Que dire du personnage de Brandon ? En apparence, il est un malade « d’addiction sexuelle », comme on les appelle maintenant, qui se livre à une activité érotique permanente. Le sexe est effectivement omniprésent dans sa vie quotidienne : ça commence par la masturbation du matin quand il prend sa douche, ça se poursuit quand il visionne les sites pornographiques sur son lieu de travail, ça continue avec les nombreuses partenaires qu’il « drague » à la sortie de son bureau, dans la rue, dans les bars, pendant le trajet de métro entre son appartement et son bureau.
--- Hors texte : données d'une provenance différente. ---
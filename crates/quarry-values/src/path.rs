//! Nested-path access across Object/Array graphs.
//!
//! A path is an ordered sequence of [`Segment`]s (string keys for objects,
//! integer indices for arrays) consumed left to right. Reads either resolve
//! the full path or fail with a [`PathError`] naming the failing segment;
//! there are no partial results.
//!
//! # Write policy
//!
//! [`set_in`] auto-vivifies: a missing intermediate is created as an empty
//! object when the next segment is a key, or an empty array when it is an
//! index. An index exactly one past the end of an array appends. Indexing
//! through a scalar, an index past the append position, and any negative
//! index are hard failures regardless of vivification. Containers created
//! before a later segment fails are left in place; there is no rollback.

use std::fmt;

use crate::error::{PathError, Result};
use crate::value::Value;

/// One step of a path: an object key or an array index.
///
/// Indices are carried as `i64` because paths arrive from evaluated
/// expressions; a negative index is representable but always rejected with
/// [`PathError::InvalidIndex`] when used.
#[derive(Debug, Clone, PartialEq, Eq, Hash)]
pub enum Segment {
    Key(String),
    Index(i64),
}

impl fmt::Display for Segment {
    fn fmt(&self, f: &mut fmt::Formatter<'_>) -> fmt::Result {
        match self {
            Segment::Key(key) => write!(f, "`{key}`"),
            Segment::Index(index) => write!(f, "[{index}]"),
        }
    }
}

impl From<&str> for Segment {
    fn from(key: &str) -> Self {
        Segment::Key(key.to_string())
    }
}

impl From<String> for Segment {
    fn from(key: String) -> Self {
        Segment::Key(key)
    }
}

impl From<i64> for Segment {
    fn from(index: i64) -> Self {
        Segment::Index(index)
    }
}

impl From<usize> for Segment {
    fn from(index: usize) -> Self {
        Segment::Index(index as i64)
    }
}

/// Walks `path` from `root`, returning the addressed value.
///
/// An empty path returns `root` unchanged. Failures: a key absent from an
/// object, an index outside an array, a negative index, or any segment
/// applied to a value of the wrong kind (including scalars reached while
/// segments remain).
pub fn get_in<'a>(root: &'a Value, path: &[Segment]) -> Result<&'a Value> {
    let mut current = root;
    for segment in path {
        current = step(current, segment)?;
    }
    Ok(current)
}

/// Mutable variant of [`get_in`]. Does not vivify.
pub fn get_in_mut<'a>(root: &'a mut Value, path: &[Segment]) -> Result<&'a mut Value> {
    let mut current = root;
    for segment in path {
        current = step_mut(current, segment)?;
    }
    Ok(current)
}

/// Stores `value` at `path` under `root`, creating missing intermediates
/// per the module-level write policy. An empty path is a no-op.
pub fn set_in(root: &mut Value, path: &[Segment], value: Value) -> Result<()> {
    match path.split_first() {
        None => Ok(()),
        Some((segment, rest)) if rest.is_empty() => write_leaf(root, segment, value),
        Some((segment, rest)) => {
            let child = descend_or_vivify(root, segment, &rest[0])?;
            set_in(child, rest, value)
        }
    }
}

fn step<'a>(value: &'a Value, segment: &Segment) -> Result<&'a Value> {
    match (value, segment) {
        (Value::Object(object), Segment::Key(key)) => {
            object.get(key).ok_or_else(|| PathError::KeyAbsent {
                key: key.clone(),
            })
        }
        (Value::Array(array), Segment::Index(index)) => {
            let slot = checked_index(*index)?;
            array.get(slot).ok_or(PathError::IndexOutOfBounds {
                index: *index,
                length: array.len(),
            })
        }
        _ => Err(PathError::TypeMismatch {
            kind: value.kind(),
            segment: segment.clone(),
        }),
    }
}

fn step_mut<'a>(value: &'a mut Value, segment: &Segment) -> Result<&'a mut Value> {
    let kind = value.kind();
    match (value, segment) {
        (Value::Object(object), Segment::Key(key)) => {
            object.get_mut(key).ok_or_else(|| PathError::KeyAbsent {
                key: key.clone(),
            })
        }
        (Value::Array(array), Segment::Index(index)) => {
            let slot = checked_index(*index)?;
            let length = array.len();
            array.get_mut(slot).ok_or(PathError::IndexOutOfBounds {
                index: *index,
                length,
            })
        }
        (_, segment) => Err(PathError::TypeMismatch {
            kind,
            segment: segment.clone(),
        }),
    }
}

fn descend_or_vivify<'a>(
    value: &'a mut Value,
    segment: &Segment,
    next: &Segment,
) -> Result<&'a mut Value> {
    let kind = value.kind();
    match (value, segment) {
        (Value::Object(object), Segment::Key(key)) => {
            Ok(object.get_or_insert_with(key, || vivified(next)))
        }
        (Value::Array(array), Segment::Index(index)) => {
            let slot = checked_index(*index)?;
            let length = array.len();
            if slot > length {
                return Err(PathError::IndexOutOfBounds {
                    index: *index,
                    length,
                });
            }
            if slot == length {
                array.push(vivified(next));
            }
            array.get_mut(slot).ok_or(PathError::IndexOutOfBounds {
                index: *index,
                length,
            })
        }
        (_, segment) => Err(PathError::TypeMismatch {
            kind,
            segment: segment.clone(),
        }),
    }
}

fn write_leaf(target: &mut Value, segment: &Segment, value: Value) -> Result<()> {
    let kind = target.kind();
    match (target, segment) {
        (Value::Object(object), Segment::Key(key)) => {
            object.set(key.clone(), value);
            Ok(())
        }
        (Value::Array(array), Segment::Index(index)) => {
            let slot = checked_index(*index)?;
            if slot == array.len() {
                array.push(value);
                Ok(())
            } else {
                array.set(slot, value)
            }
        }
        (_, segment) => Err(PathError::TypeMismatch {
            kind,
            segment: segment.clone(),
        }),
    }
}

/// The empty container a missing intermediate becomes, picked by the kind
/// of the segment that will address into it.
pub(crate) fn vivified(next: &Segment) -> Value {
    match next {
        Segment::Key(_) => Value::Object(crate::Object::new()),
        Segment::Index(_) => Value::Array(crate::Array::new()),
    }
}

pub(crate) fn checked_index(index: i64) -> Result<usize> {
    usize::try_from(index).map_err(|_| PathError::InvalidIndex { index })
}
Malgré son hyperactivité sexuelle, c’est un homme seul, malheureux dont la vie va être chamboulée par l’intrusion dans son intimité d’une femme, sa sœur Sissy, qui le surprend dans son activité autoérotique et déclenche l’affect de la honte, entraînant Brandon dans une souffrance subjective qui le submerge et lui révèle progressivement la face mortifère de la jouissance de l’Un sans l’Autre (2).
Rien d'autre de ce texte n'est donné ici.